カフェには、パソコン作業をするサラリーマン、試験勉強をする大学生にあふれていた。その中で、二人の話はひときわシリアスなものだった。
「今日はどうしたの?」
「特別な要件があるわけじゃない。ただ、君のことが心配になっただけ」
「大丈夫よ」
「本当かい?」
「本当」
「一人で子育ては大変じゃないのか」
「もう子育てなんていう年齢じゃないわ」
「それはそうだけど、お金のこととかさあ」
「今までも助けてもらったから、大丈夫よ。なんとか、乗り切れる」
「でも、あの子を大学に行かせるつもりなんだろ」
「それはそうよ」
「ぼくがなんとかする。なるだけ、奨学金がかからないようにした方がいいだろ」
「あなただって、自分の奨学金を返さなくてはいけないんでしょ」
「まあね。でも、あの子にそんな苦労をさせたくない」
「いいのよ。もう私たちのことは」
「そうはいかないよ」
「もう何年もあなたは私たちを支えてくれたじゃない」
「せめて、大学までは面倒をみたい。
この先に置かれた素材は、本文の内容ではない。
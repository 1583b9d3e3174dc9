use crate::{Error, NodeId, Result};
use serde::{Deserialize, Serialize};
use std::path::{Path, PathBuf};
use std::time::Duration;

/// Behavior of a read when the barrier cannot be established in time.
#[derive(Debug, Clone, Copy, PartialEq, Eq, Serialize, Deserialize)]
#[serde(rename_all = "lowercase")]
pub enum BarrierFailureMode {
    /// Reject with a 503-class error and a retry hint.
    Reject,
    /// Serve possibly-stale data and log a warning.
    Stale,
    /// Report a gateway-timeout-class error.
    Timeout,
}

#[derive(Debug, Clone, Serialize, Deserialize)]
pub struct ReadBarrierConfig {
    #[serde(default = "default_true")]
    pub enabled: bool,
    #[serde(default = "default_barrier_mode")]
    pub failure_mode: BarrierFailureMode,
    #[serde(default = "default_barrier_timeout_ms")]
    pub timeout_ms: u64,
}

impl Default for ReadBarrierConfig {
    fn default() -> Self {
        Self {
            enabled: true,
            failure_mode: BarrierFailureMode::Reject,
            timeout_ms: default_barrier_timeout_ms(),
        }
    }
}

#[derive(Debug, Clone, Serialize, Deserialize)]
pub struct BlobStoreConfig {
    #[serde(default = "default_true")]
    pub enabled: bool,
    /// Values at or above this size leave the log and go through the blob
    /// side-channel; smaller values stay inline in the log entry.
    #[serde(default = "default_inline_threshold")]
    pub inline_threshold_bytes: u64,
    #[serde(default = "default_max_blob_size")]
    pub max_blob_size_bytes: u64,
    /// Shared secret for the internal blob and consensus endpoints.
    #[serde(default)]
    pub cluster_token: String,
    #[serde(default = "default_gc_interval_secs")]
    pub gc_interval_secs: u64,
    /// Orphaned blobs younger than this survive a sweep.
    #[serde(default = "default_gc_grace_secs")]
    pub gc_grace_secs: u64,
}

impl Default for BlobStoreConfig {
    fn default() -> Self {
        Self {
            enabled: true,
            inline_threshold_bytes: default_inline_threshold(),
            max_blob_size_bytes: default_max_blob_size(),
            cluster_token: String::new(),
            gc_interval_secs: default_gc_interval_secs(),
            gc_grace_secs: default_gc_grace_secs(),
        }
    }
}

#[derive(Debug, Clone, Serialize, Deserialize)]
pub struct NodeConfig {
    /// Ordered list of cluster member addresses, identical on every node.
    /// A node's identity is its position in this list.
    pub members: Vec<String>,
    /// This node's position in `members`.
    pub node_id: u64,
    /// Root of the per-node data directory.
    pub data_path: PathBuf,

    #[serde(default = "default_election_lower_ms")]
    pub election_timeout_lower_ms: u64,
    #[serde(default = "default_election_upper_ms")]
    pub election_timeout_upper_ms: u64,
    /// Heartbeats go out at this fraction of the lower election timeout.
    #[serde(default = "default_heartbeat_threshold")]
    pub heartbeat_threshold: f64,
    #[serde(default = "default_request_timeout_ms")]
    pub request_timeout_ms: u64,

    /// Applied commands between snapshots. A batch of N counts as N.
    #[serde(default = "default_snapshot_interval")]
    pub snapshot_interval: u64,

    #[serde(default = "default_flush_interval_ms")]
    pub flush_interval_ms: u64,
    #[serde(default = "default_flush_max_bytes")]
    pub flush_max_bytes: u64,
    #[serde(default = "default_wal_chunk_max_bytes")]
    pub wal_chunk_max_bytes: u64,

    #[serde(default = "default_batch_max_size")]
    pub batch_max_size: usize,
    #[serde(default = "default_batch_max_bytes")]
    pub batch_max_bytes: u64,
    #[serde(default = "default_batch_max_wait_ms")]
    pub batch_max_wait_ms: u64,

    #[serde(default)]
    pub read_barrier: ReadBarrierConfig,
    #[serde(default)]
    pub blob_store: BlobStoreConfig,
}

fn default_true() -> bool {
    true
}
fn default_barrier_mode() -> BarrierFailureMode {
    BarrierFailureMode::Reject
}
fn default_barrier_timeout_ms() -> u64 {
    5_000
}
fn default_inline_threshold() -> u64 {
    64 * 1024
}
fn default_max_blob_size() -> u64 {
    256 * 1024 * 1024
}
fn default_gc_interval_secs() -> u64 {
    300
}
fn default_gc_grace_secs() -> u64 {
    600
}
fn default_election_lower_ms() -> u64 {
    1_000
}
fn default_election_upper_ms() -> u64 {
    3_000
}
fn default_heartbeat_threshold() -> f64 {
    0.5
}
fn default_request_timeout_ms() -> u64 {
    5_000
}
fn default_snapshot_interval() -> u64 {
    1_000
}
fn default_flush_interval_ms() -> u64 {
    100
}
fn default_flush_max_bytes() -> u64 {
    4 * 1024 * 1024
}
fn default_wal_chunk_max_bytes() -> u64 {
    8 * 1024 * 1024
}
fn default_batch_max_size() -> usize {
    50
}
fn default_batch_max_bytes() -> u64 {
    1024 * 1024
}
fn default_batch_max_wait_ms() -> u64 {
    1
}

impl NodeConfig {
    /// Load from a JSON file, then apply `CONFMAN_NODE_ID` and
    /// `CONFMAN_DATA_PATH` environment overrides.
    pub fn load(path: &Path) -> Result<Self> {
        let raw = std::fs::read_to_string(path)?;
        let mut config: NodeConfig = serde_json::from_str(&raw)
            .map_err(|e| Error::Config(format!("{}: {e}", path.display())))?;
        if let Ok(id) = std::env::var("CONFMAN_NODE_ID") {
            config.node_id = id
                .parse()
                .map_err(|_| Error::Config(format!("CONFMAN_NODE_ID={id} is not a number")))?;
        }
        if let Ok(data) = std::env::var("CONFMAN_DATA_PATH") {
            config.data_path = PathBuf::from(data);
        }
        config.validate()?;
        Ok(config)
    }

    pub fn validate(&self) -> Result<()> {
        if self.members.is_empty() {
            return Err(Error::Config("members must not be empty".into()));
        }
        if self.node_id as usize >= self.members.len() {
            return Err(Error::Config(format!(
                "node_id {} out of range for {} members",
                self.node_id,
                self.members.len()
            )));
        }
        if self.election_timeout_lower_ms >= self.election_timeout_upper_ms {
            return Err(Error::Config(
                "election_timeout_lower_ms must be below election_timeout_upper_ms".into(),
            ));
        }
        if !(self.heartbeat_threshold > 0.0 && self.heartbeat_threshold < 1.0) {
            return Err(Error::Config(
                "heartbeat_threshold must be within (0, 1)".into(),
            ));
        }
        // Liveness invariant: a node must be able to complete an RPC round
        // before its peers give up on it.
        if self.request_timeout_ms <= self.election_timeout_lower_ms {
            return Err(Error::Config(
                "request_timeout_ms must exceed election_timeout_lower_ms".into(),
            ));
        }
        if self.batch_max_size == 0 {
            return Err(Error::Config("batch_max_size must be at least 1".into()));
        }
        if self.blob_store.enabled && self.blob_store.inline_threshold_bytes == 0 {
            return Err(Error::Config(
                "inline_threshold_bytes must be positive when the blob store is enabled".into(),
            ));
        }
        Ok(())
    }

    pub fn id(&self) -> NodeId {
        NodeId(self.node_id)
    }

    pub fn peers(&self) -> Vec<NodeId> {
        (0..self.members.len() as u64)
            .map(NodeId)
            .filter(|n| *n != self.id())
            .collect()
    }

    pub fn member_addr(&self, node: NodeId) -> Option<&str> {
        self.members.get(node.0 as usize).map(String::as_str)
    }

    /// Majority size, counting this node: `⌈(N+1)/2⌉`.
    pub fn majority(&self) -> usize {
        self.members.len() / 2 + 1
    }

    pub fn election_timeout_range(&self) -> (Duration, Duration) {
        (
            Duration::from_millis(self.election_timeout_lower_ms),
            Duration::from_millis(self.election_timeout_upper_ms),
        )
    }

    pub fn heartbeat_interval(&self) -> Duration {
        let ms = (self.election_timeout_lower_ms as f64 * self.heartbeat_threshold) as u64;
        Duration::from_millis(ms.max(1))
    }

    pub fn request_timeout(&self) -> Duration {
        Duration::from_millis(self.request_timeout_ms)
    }

    pub fn flush_interval(&self) -> Duration {
        Duration::from_millis(self.flush_interval_ms)
    }

    pub fn batch_max_wait(&self) -> Duration {
        Duration::from_millis(self.batch_max_wait_ms)
    }

    pub fn barrier_timeout(&self) -> Duration {
        Duration::from_millis(self.read_barrier.timeout_ms)
    }

    pub fn wal_dir(&self) -> PathBuf {
        self.data_path.join("raft-log")
    }

    pub fn snapshots_dir(&self) -> PathBuf {
        self.data_path.join("snapshots")
    }

    pub fn blobs_dir(&self) -> PathBuf {
        self.data_path.join("blobs")
    }
}

#[cfg(test)]
mod tests {
    use super::*;

    fn base() -> NodeConfig {
        serde_json::from_str(
            r#"{
                "members": ["127.0.0.1:7101", "127.0.0.1:7102", "127.0.0.1:7103"],
                "node_id": 0,
                "data_path": "/tmp/confman-test"
            }"#,
        )
        .unwrap()
    }

    #[test]
    fn defaults_are_applied() {
        let config = base();
        assert_eq!(config.election_timeout_lower_ms, 1_000);
        assert_eq!(config.election_timeout_upper_ms, 3_000);
        assert_eq!(config.snapshot_interval, 1_000);
        assert_eq!(config.blob_store.inline_threshold_bytes, 64 * 1024);
        assert_eq!(config.batch_max_size, 50);
        config.validate().unwrap();
    }

    #[test]
    fn majority_of_three_is_two() {
        assert_eq!(base().majority(), 2);
    }

    #[test]
    fn rejects_inverted_election_range() {
        let mut config = base();
        config.election_timeout_lower_ms = 3_000;
        config.election_timeout_upper_ms = 1_000;
        assert!(config.validate().is_err());
    }

    #[test]
    fn rejects_request_timeout_below_election_lower() {
        let mut config = base();
        config.request_timeout_ms = 500;
        assert!(config.validate().is_err());
    }

    #[test]
    fn rejects_out_of_range_node_id() {
        let mut config = base();
        config.node_id = 3;
        assert!(config.validate().is_err());
    }

    #[test]
    fn peers_excludes_self() {
        let config = base();
        assert_eq!(config.peers(), vec![NodeId(1), NodeId(2)]);
    }
}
それがぼくなりのケジメだ」
女にとって、その優しさはありがたいものでもあり、恐ろしいものでもあった。優しさが大きければ大きいほど、恐ろしさが何倍にもなって降りかかってくるような気がした。けれども、女は男からの資金援助を欲していた。というのも、そのおかげで今の生活が成り立つからである。
「言うか迷ったんだけど」
男はその先の言葉を言うのをためらった。
「何?」
「そろそろ、あのことをあの子に言っても、いいんじゃないか」
男はあのことと言って、言葉を濁した。
「いまさらよ」
女はあのことの中身が分かっていた。
「ずっと、言わずにおくつもりなのかい?」
「ええ」
今度は女が言葉を濁した。
「そうか」
男は静かに腕を組んだ。
「もう父親は事故で死んだことになっているわ。それに、あの子は父親のことなんて、気にしてない。いきなり、あなたが父親だと名乗り出ても、どうしようもないわ」
女は語気を強めた。
「そうだけど」
「今まで通りでいいわ」
「分かった。ただ、大学までは援助するよ」
そう言って、二人はカフェを出た。